NASA officials announced today (Aug. 15) that the Kepler Space Telescope team has given up trying to repair the spacecraft’s failed reaction wheels and is looking ahead with ideas about what scientific research can still be done by Kepler in its current damaged condition. Kepler’s gyroscope-like reaction wheels are needed to keep the spacecraft steady for precise pointing at distant stars in its search for Earth-like planets.
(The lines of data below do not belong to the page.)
impl App {
    /// Creates the app on the first page. `pages` must not be empty.
    pub fn new(
        pages: Vec<Page>,
        store: SqliteStore,
        tx: UnboundedSender<AppEvent>,
        config: &Config,
    ) -> Self {
        let key = pages.first().map(|p| p.key.clone()).unwrap_or_default();
        Self {
            mode: Mode::Normal,
            pages,
            current: 0,
            session: PageSession::new(key, config.metrics()),
            backend: Backend {
                store,
                tx,
                user: config.user(),
                view_policy: PolicyOracle::new(config.view_permission, &config.repo_owner),
                comment_policy: PolicyOracle::new(config.comment_permission, &config.repo_owner),
            },
            show_sidebar: config.auto_show_comments,
            scroll: 0,
            viewport_height: 0,
            help_scroll: 0,
            doc_area: Rect::default(),
            sidebar_area: Rect::default(),
            focused: None,
            hovered: None,
            drag: None,
            cards: Vec::new(),
            status: None,
        }
    }

    pub fn page(&self) -> &Page {
        &self.pages[self.current]
    }

    pub fn user(&self) -> Option<&User> {
        self.backend.user.as_ref()
    }

    fn viewport(&self) -> Viewport {
        Viewport::new(0.0, self.scroll as f64)
    }

    fn info(&mut self, msg: impl Into<String>) {
        self.status = Some(Status::Info(msg.into()));
    }

    fn error(&mut self, msg: impl Into<String>) {
        self.status = Some(Status::Error(msg.into()));
    }

    // -----------------------------------------------------------------------
    // Pages
    // -----------------------------------------------------------------------

    /// Starts the first page: asks for permissions, which in turn loads.
    pub fn start(&mut self) {
        self.request_permissions();
    }

    /// Switches to page `index`, re-reading it from disk.
    pub fn open_page(&mut self, index: usize) {
        if index >= self.pages.len() {
            return;
        }
        self.current = index;
        if let Err(e) = self.pages[index].reload() {
            warn!(page = %self.pages[index].key, error = %e, "reload failed, keeping last render");
            self.error(format!("reload failed: {e}"));
        }
        let key = self.pages[index].key.clone();
        self.session.navigate(key);
        self.scroll = 0;
        self.focused = None;
        self.hovered = None;
        self.drag = None;
        self.cards.clear();
        if self.mode == Mode::Insert {
            self.mode = Mode::Normal;
        }
        self.request_permissions();
    }

    pub fn next_page(&mut self) {
        if self.pages.len() > 1 {
            self.open_page((self.current + 1) % self.pages.len());
        }
    }

    pub fn prev_page(&mut self) {
        if self.pages.len() > 1 {
            self.open_page((self.current + self.pages.len() - 1) % self.pages.len());
        }
    }

    /// Re-reads the current page from disk and re-anchors every comment in
    /// the new tree.
    pub fn reload_page(&mut self) {
        let current = self.current;
        match self.pages[current].reload() {
            Ok(()) => {
                self.drag = None;
                self.session.clear_selection();
                self.refresh();
                self.info("page reloaded");
            }
            Err(e) => self.error(format!("reload failed: {e}")),
        }
    }

    // -----------------------------------------------------------------------
    // Layout
    // -----------------------------------------------------------------------

    /// Re-flows the current page at `width` and re-anchors if it changed.
    pub fn relayout(&mut self, width: usize) {
        let current = self.current;
        if self.pages[current].set_width(width) {
            self.refresh();
        }
    }

    /// Reanchor, highlight sync, then re-flow the mutated tree.
    pub fn refresh(&mut self) {
        let viewport = self.viewport();
        let scroll = self.scroll;
        let page = &mut self.pages[self.current];
        let geometry = page.flow.on_screen(scroll);
        self.session
            .refresh(&mut page.doc, page.root, &geometry, viewport);
        self.restyle();
    }

    /// Pushes focus and hover onto the markers, then re-flows.
    fn restyle(&mut self) {
        let page = &mut self.pages[self.current];
        for id in self.session.highlighted() {
            let state = if self.focused.as_deref() == Some(id) {
                MarkerState::Active
            } else if self.hovered.as_deref() == Some(id) {
                MarkerState::Hovered
            } else {
                MarkerState::Idle
            };
            set_marker_state(&mut page.doc, page.root, id, state);
        }
        page.reflow();
    }

    // -----------------------------------------------------------------------
    // Background work
    // -----------------------------------------------------------------------

    fn request_permissions(&self) {
        let backend = self.backend.clone();
        let ticket = self.session.ticket();
        tokio::spawn(async move {
            let permissions = resolve_permissions(
                &backend.view_policy,
                &backend.comment_policy,
                backend.user.as_ref(),
                &ticket.page,
            )
            .await;
            let _ = backend.tx.send(AppEvent::Permissions(ticket, permissions));
        });
    }

    fn request_load(&self) {
        let backend = self.backend.clone();
        let ticket = self.session.ticket();
        tokio::spawn(async move {
            let result = backend.store.list(&ticket.page).await;
            let _ = backend.tx.send(AppEvent::Loaded(ticket, result));
        });
    }

    pub fn on_permissions(&mut self, ticket: Ticket, permissions: Permissions) {
        if self.session.set_permissions(&ticket, permissions) == Delivery::Stale {
            return;
        }
        info!(page = %ticket.page, ?permissions, "permissions resolved");
        if !permissions.can_comment && self.mode == Mode::Insert {
            self.mode = Mode::Normal;
        }
        if permissions.can_view {
            self.request_load();
        }
    }

    pub fn on_loaded(&mut self, ticket: Ticket, result: Result<Vec<Comment>>) {
        let viewport = self.viewport();
        let scroll = self.scroll;
        let page = &mut self.pages[self.current];
        let geometry = page.flow.on_screen(scroll);
        match self
            .session
            .apply_loaded(&ticket, result, &mut page.doc, page.root, &geometry, viewport)
        {
            Ok(Delivery::Applied) => self.restyle(),
            Ok(Delivery::Stale) => {}
            Err(e) => self.error(format!("could not load comments: {e}")),
        }
    }

    // -----------------------------------------------------------------------
    // Selection and drafts
    // -----------------------------------------------------------------------

    pub fn begin_drag(&mut self, line: usize, col: usize) {
        self.drag = Some(Drag {
            anchor: (line, col),
            focus: (line, col),
        });
    }

    pub fn extend_drag(&mut self, line: usize, col: usize) {
        if let Some(drag) = &mut self.drag {
            drag.focus = (line, col);
        }
    }

    /// Pointer release: captures the dragged range, or focuses the comment
    /// under a plain click.
    pub fn finish_drag(&mut self) {
        let Some(drag) = self.drag else { return };
        let viewport = self.viewport();
        let page = &self.pages[self.current];

        if drag.is_click() {
            let (line, col) = drag.anchor;
            let hit = page.flow.mark_at(line, col).map(str::to_owned);
            self.drag = None;
            self.session.clear_selection();
            if hit.is_some() {
                self.set_focus(hit);
            }
            return;
        }

        let (start, end) = drag.ordered();
        let selection = page
            .flow
            .boundary_at(&page.doc, start.0, start.1)
            .zip(page.flow.boundary_at(&page.doc, end.0, end.1))
            .map(|(a, b)| Selection::new(a, b));
        let geometry = page.flow.on_screen(self.scroll);
        let captured = self
            .session
            .capture_selection(&page.doc, selection, &geometry, viewport)
            .is_some();
        if !captured {
            self.drag = None;
        }
    }

    pub fn clear_selection(&mut self) {
        self.drag = None;
        self.session.clear_selection();
    }

    /// Opens a draft on the current selection and enters insert mode.
    pub fn begin_draft(&mut self) {
        let user = self
            .backend
            .user
            .as_ref()
            .map_or_else(|| "anonymous".to_owned(), |u| u.name.clone());
        match self.session.begin_draft(user, now_secs()) {
            Ok(_) => {
                self.mode = Mode::Insert;
                self.show_sidebar = true;
                self.drag = None;
            }
            Err(e) => self.error(e.to_string()),
        }
    }

    pub fn type_char(&mut self, c: char) {
        if let Some(body) = self.session.draft_body_mut() {
            body.push(c);
        }
    }

    pub fn backspace(&mut self) {
        if let Some(body) = self.session.draft_body_mut() {
            body.pop();
        }
    }

    pub fn cancel_draft(&mut self) {
        self.session.cancel_draft();
        self.session.clear_selection();
        self.mode = Mode::Normal;
    }

    /// `true` while a draft holds text that quitting would lose.
    pub fn has_unsaved_draft(&self) -> bool {
        self.session
            .draft()
            .is_some_and(|d| !d.comment.trim().is_empty())
    }

    pub fn submit_draft(&mut self) {
        let submission = match self.session.start_submit() {
            Ok(s) => s,
            Err(e) => {
                self.error(e.to_string());
                return;
            }
        };
        self.mode = Mode::Normal;
        self.info("saving…");
        let backend = self.backend.clone();
        tokio::spawn(async move {
            let result = backend.store.create(&submission.draft).await;
            let _ = backend.tx.send(AppEvent::Created(submission, result));
        });
    }

    pub fn on_created(&mut self, submission: Submission, result: Result<String>) {
        match self.session.finish_submit(submission, result) {
            Ok(Delivery::Applied) => {
                self.info("comment added");
                self.refresh();
            }
            Ok(Delivery::Stale) => {}
            Err(e) => self.error(format!("could not save comment: {e}")),
        }
    }

    // -----------------------------------------------------------------------
    // Cards
    // -----------------------------------------------------------------------

    /// Ids of the placed comment cards, top to bottom.
    fn card_ids(&self) -> Vec<String> {
        let source = if self.cards.is_empty() {
            self.session.positioned()
        } else {
            self.cards.clone()
        };
        source
            .into_iter()
            .filter_map(|c| match c.key {
                CardKey::Comment(id) => Some(id),
                CardKey::Draft => None,
            })
            .collect()
    }

    pub fn set_focus(&mut self, id: Option<String>) {
        if self.focused == id {
            return;
        }
        self.focused = id;
        if let Some(comment) = self.focused.as_deref().and_then(|id| self.session.comment(id)) {
            let line = comment.y.max(0.0) as usize;
            let height = usize::from(self.viewport_height.max(1));
            if line < self.scroll || line >= self.scroll + height {
                self.scroll = line.saturating_sub(height / 3);
            }
        }
        self.restyle();
    }

    pub fn focus_next_card(&mut self) {
        self.step_focus(1);
    }

    pub fn focus_prev_card(&mut self) {
        self.step_focus(-1);
    }

    fn step_focus(&mut self, delta: isize) {
        let ids = self.card_ids();
        if ids.is_empty() {
            return;
        }
        let next = match self
            .focused
            .as_ref()
            .and_then(|f| ids.iter().position(|id| id == f))
        {
            Some(i) => (i as isize + delta).rem_euclid(ids.len() as isize) as usize,
            None if delta >= 0 => 0,
            None => ids.len() - 1,
        };
        self.set_focus(ids.get(next).cloned());
    }

    pub fn hover(&mut self, id: Option<String>) {
        if self.hovered != id {
            self.hovered = id;
            self.restyle();
        }
    }

    /// Card under document row `row`, if any.
    pub fn card_at(&self, row: usize) -> Option<&PositionedComment> {
        let metrics = self.session.metrics();
        self.cards.iter().find(|c| {
            let top = c.top.max(0.0) as usize;
            let height = metrics.height_of(c).max(1.0) as usize;
            (top..top + height).contains(&row)
        })
    }

    pub fn resolve_focused(&mut self) {
        let Some(id) = self.focused.clone() else {
            self.error("no comment focused");
            return;
        };
        let ticket = match self.session.start_resolve(&id) {
            Ok(t) => t,
            Err(e) => {
                self.error(e.to_string());
                return;
            }
        };
        let backend = self.backend.clone();
        tokio::spawn(async move {
            let result = backend.store.resolve(&id).await;
            let _ = backend.tx.send(AppEvent::Resolved(ticket, id, result));
        });
    }

    pub fn on_resolved(&mut self, ticket: Ticket, id: String, result: Result<()>) {
        match self.session.finish_resolve(&ticket, &id, result) {
            Ok(Delivery::Applied) => {
                if self.focused.as_deref() == Some(id.as_str()) {
                    self.focused = None;
                }
                self.info("comment resolved");
                self.refresh();
            }
            Ok(Delivery::Stale) => {}
            Err(e) => self.error(format!("could not resolve comment: {e}")),
        }
    }

    pub fn toggle_sidebar(&mut self) {
        self.show_sidebar = !self.show_sidebar;
        if self.show_sidebar {
            self.refresh();
        }
    }

    // -----------------------------------------------------------------------
    // Scrolling
    // -----------------------------------------------------------------------

    fn max_scroll(&self) -> usize {
        self.page().flow.line_count().saturating_sub(1)
    }

    pub fn scroll_down(&mut self, lines: usize) {
        self.scroll = (self.scroll + lines).min(self.max_scroll());
    }

    pub fn scroll_up(&mut self, lines: usize) {
        self.scroll = self.scroll.saturating_sub(lines);
    }

    pub fn scroll_top(&mut self) {
        self.scroll = 0;
    }

    pub fn scroll_bottom(&mut self) {
        let height = usize::from(self.viewport_height);
        self.scroll = self.page().flow.line_count().saturating_sub(height);
    }

    pub fn half_page(&self) -> usize {
        usize::from(self.viewport_height / 2).max(1)
    }

    pub fn full_page(&self) -> usize {
        usize::from(self.viewport_height).max(1)
    }
}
The first of Kepler’s four reaction wheels failed in 2012. In May of this year, a second wheel stopped functioning, leaving the spacecraft effectively disabled. At least three of the four reaction wheels must be working for precise pointing, NASA said. Since May, engineers have been trying to restore Kepler to working order, but today reluctantly had to admit defeat. However, NASA has not given up hope that the mission may still be able to continue in some fashion.
“Kepler has made extraordinary discoveries in finding exoplanets, including several super-Earths in the habitable zone,” said John Grunsfeld, associate administrator for NASA’s Science Mission Directorate in Washington, DC, in a space agency news release. “Knowing that Kepler has successfully collected all the data from its prime mission, I am confident that more amazing discoveries are on the horizon.”
The Kepler mission, launched in 2009, has revolutionized astronomers’ understanding of exoplanets, or planets beyond our solar system. The mission’s primary goal was to find out how common Earth-like planets that orbit stars similar to our sun are in one region of the Milky Way and, by extrapolation, throughout the entire universe. Kepler has more than lived up to the science community’s expectations by identifying 135 exoplanets and over 3,500 potential ones.
“At the beginning of our mission, no one knew if Earth-size planets were abundant in our galaxy. If they were rare, we might be alone,” said William Borucki, the Kepler mission’s principal science investigator at NASA’s Ames Research Center in Moffett Field, Calif. “Now at the completion of Kepler observations, the data holds the answer to the question that inspired the mission: Are Earths in the habitable zone of stars like our sun common or rare?”
As team members continue to analyze the data from all four years of Kepler’s operation, they expect to make hundreds, “if not thousands,” of new discoveries, NASA said, including ones about the number and location of Earth-like planets that orbit their star in the habitable zone, where conditions are favorable for the presence of liquid water. In addition, NASA engineers will study what modifications would be required to conduct science operations with the Kepler spacecraft using a combination of its remaining two gyroscopic wheels and thrusters for altitude control. The results of these studies, expected to be completed later this year, will inform NASA’s decision about the ultimate feasibility of a two-wheeled Kepler mission.